Writing: story and character development

The Magnificent Seven’s screenplay was written by an interesting duo: Nic Pizzolatto – the creator of True Detective – and Richard Wenk – writer of such mediocre-ish films like The Expendables 2 and The Mechanic and some better flicks, like his previous collaboration with FuquaThe Equalizer (he is writing that film’s sequel as well). Wenk has also penned Jack Reacher: Never Go Back script – that picture is coming out next month.

I quite enjoyed the story they created for this movie. The narrative was a bit by-the-numbers and predictable – Westerns all tend to have a similar plot – but it was executed quite well. The set-up was clear and efficient and the unfolding resolution worked as well. The movie was a bit uneven in that it had some filler material in between the action pieces. Some of that material was interesting, other – less so, but it was worth to sit through because the action sequences were amazing. I also liked the fact that the story had real consequences and not everyone lived happily ever after when it was all said and done.

The character development was also sufficient. I feared that due to a big number of characters, The Magnificent Seven would suffer from the same thing that undercut Suicide Squad’s success, however, I felt that Pizzolatto and Wenk provided all the characters with a lot more moments of personal development than Ayer did for DC anti-heroes. Some characters could have been developed more – there is always room for improvement – but I felt that the things we did get worked better than I expected them too. In general, all the main heroes of the film were not good people but the screenwriters did make them likable and did made believe that these 7 people could bond in a fairly short amount of time.

Denzel Washington’s and Chris Pratt’s characters received the most scenes. Denzel’s character was nicely set-up as the leader and his personal agenda was quite a neat surprise at the end. Pratt’s character’s role as the prankster of the group was cool – his jokes and comic relief helped to ease the tension. The two characters that were the most compelling to me were played by Ethan Hawke and Byung-hun Lee – I liked their comradeship and backstory and I also felt that they had the best dialogues.

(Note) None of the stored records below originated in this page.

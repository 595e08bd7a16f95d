//! Sync data types
//!
//! Defines the wire shapes of the batch sync endpoint and the per-record
//! outcomes produced by the engine.

use chrono::{DateTime, Utc};
use serde::de::Error as _;
use serde::{Deserialize, Deserializer, Serialize};
use serde_json::Value;

use crate::clock;
use crate::listings::{Listing, ListingFields};

/// A client-proposed listing inside a sync batch
#[derive(Debug, Clone, Deserialize)]
#[serde(rename_all = "camelCase")]
pub struct SyncCandidate {
    #[serde(deserialize_with = "string_or_number")]
    pub id: String,
    #[serde(flatten)]
    pub fields: ListingFields,
    #[serde(default, deserialize_with = "normalized_timestamp")]
    pub created_at: Option<DateTime<Utc>>,
    #[serde(default, deserialize_with = "normalized_timestamp")]
    pub updated_at: Option<DateTime<Utc>>,
    /// Older clients send `lastModified` instead of `updatedAt`
    #[serde(default, deserialize_with = "normalized_timestamp")]
    pub last_modified: Option<DateTime<Utc>>,
    #[serde(default)]
    pub is_deleted: Option<bool>,
}

impl SyncCandidate {
    /// Client-declared last-modified time
    pub fn declared_modified(&self) -> Option<DateTime<Utc>> {
        self.updated_at.or(self.last_modified)
    }
}

/// Numeric ids are accepted and kept in their decimal text form
fn string_or_number<'de, D>(deserializer: D) -> Result<String, D::Error>
where
    D: Deserializer<'de>,
{
    #[derive(Deserialize)]
    #[serde(untagged)]
    enum RawId {
        Text(String),
        Number(serde_json::Number),
    }

    Ok(match RawId::deserialize(deserializer)? {
        RawId::Text(id) => id,
        RawId::Number(id) => id.to_string(),
    })
}

fn normalized_timestamp<'de, D>(deserializer: D) -> Result<Option<DateTime<Utc>>, D::Error>
where
    D: Deserializer<'de>,
{
    match Option::<DateTime<Utc>>::deserialize(deserializer)? {
        Some(ts) if !clock::is_storable(ts) => Err(D::Error::custom(format!(
            "timestamp out of range: {ts}"
        ))),
        value => Ok(value.map(clock::normalize)),
    }
}

/// Request body of `POST /advertisements/sync`
#[derive(Debug, Clone, Deserialize)]
#[serde(rename_all = "camelCase")]
pub struct SyncRequest {
    /// Kept as raw JSON so one malformed entry fails alone
    pub advertisements: Option<Value>,
    pub last_sync: Option<String>,
    pub device_id: Option<String>,
    pub platform: Option<String>,
}

/// What happened to one batch entry
#[derive(Debug, Clone, PartialEq, Eq, Serialize)]
#[serde(tag = "status", rename_all = "camelCase")]
pub enum RecordOutcome {
    Created { id: String },
    Updated { id: String },
    /// Server copy kept (tie or older client copy)
    Skipped { id: String },
    Failed { id: Option<String>, error: String },
}

/// Entry of the legacy `errors` list
#[derive(Debug, Clone, PartialEq, Eq, Serialize)]
pub struct SyncError {
    pub id: Option<String>,
    pub error: String,
}

/// Result of reconciling one batch
#[derive(Debug, Clone)]
pub struct SyncResult {
    /// One entry per batch element, in input order
    pub outcomes: Vec<RecordOutcome>,
    pub server_changes: Vec<Listing>,
    pub sync_time: DateTime<Utc>,
}

impl SyncResult {
    pub fn created(&self) -> usize {
        self.outcomes
            .iter()
            .filter(|o| matches!(o, RecordOutcome::Created { .. }))
            .count()
    }

    pub fn updated(&self) -> usize {
        self.outcomes
            .iter()
            .filter(|o| matches!(o, RecordOutcome::Updated { .. }))
            .count()
    }

    pub fn errors(&self) -> Vec<SyncError> {
        self.outcomes
            .iter()
            .filter_map(|o| match o {
                RecordOutcome::Failed { id, error } => Some(SyncError {
                    id: id.clone(),
                    error: error.clone(),
                }),
                _ => None,
            })
            .collect()
    }
}

/// Counters block of the sync response
#[derive(Debug, Clone, Serialize)]
pub struct SyncSummary {
    pub created: usize,
    pub updated: usize,
    pub errors: Vec<SyncError>,
    pub outcomes: Vec<RecordOutcome>,
}

/// Response body of `POST /advertisements/sync`
#[derive(Debug, Clone, Serialize)]
#[serde(rename_all = "camelCase")]
pub struct SyncResponse {
    pub success: bool,
    pub results: SyncSummary,
    pub server_changes: Vec<Listing>,
    pub sync_time: DateTime<Utc>,
}

impl From<SyncResult> for SyncResponse {
    fn from(result: SyncResult) -> Self {
        SyncResponse {
            success: true,
            results: SyncSummary {
                created: result.created(),
                updated: result.updated(),
                errors: result.errors(),
                outcomes: result.outcomes,
            },
            server_changes: result.server_changes,
            sync_time: result.sync_time,
        }
    }
}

Hawke’s character’s paranoia and war guilt was really fascinating part of the film, although, his actions at the end (leaving and coming back) were quite predictable, but I guess this type of character arc (fighting one’s inner guilt) has to end in that particular way.  Vincent D’Onofrio’sManuel Garcia-Rulfo’s and Martin Sensmeier’s characters were a bit one-dimensional (the weird outcast, the Mexican, and the Native American) but they did serve their purpose and nicely rounded up the group.

The writing for the main villain of the film was good too – I liked the fact that he was a corrupt businessman, who took the ideas of capitalism a bit too close to heart. The main (and only, really) female character also had a nice story of revenge/righteousness and I especially liked the detail that she was an active member of the fight, not just a damsel in distress.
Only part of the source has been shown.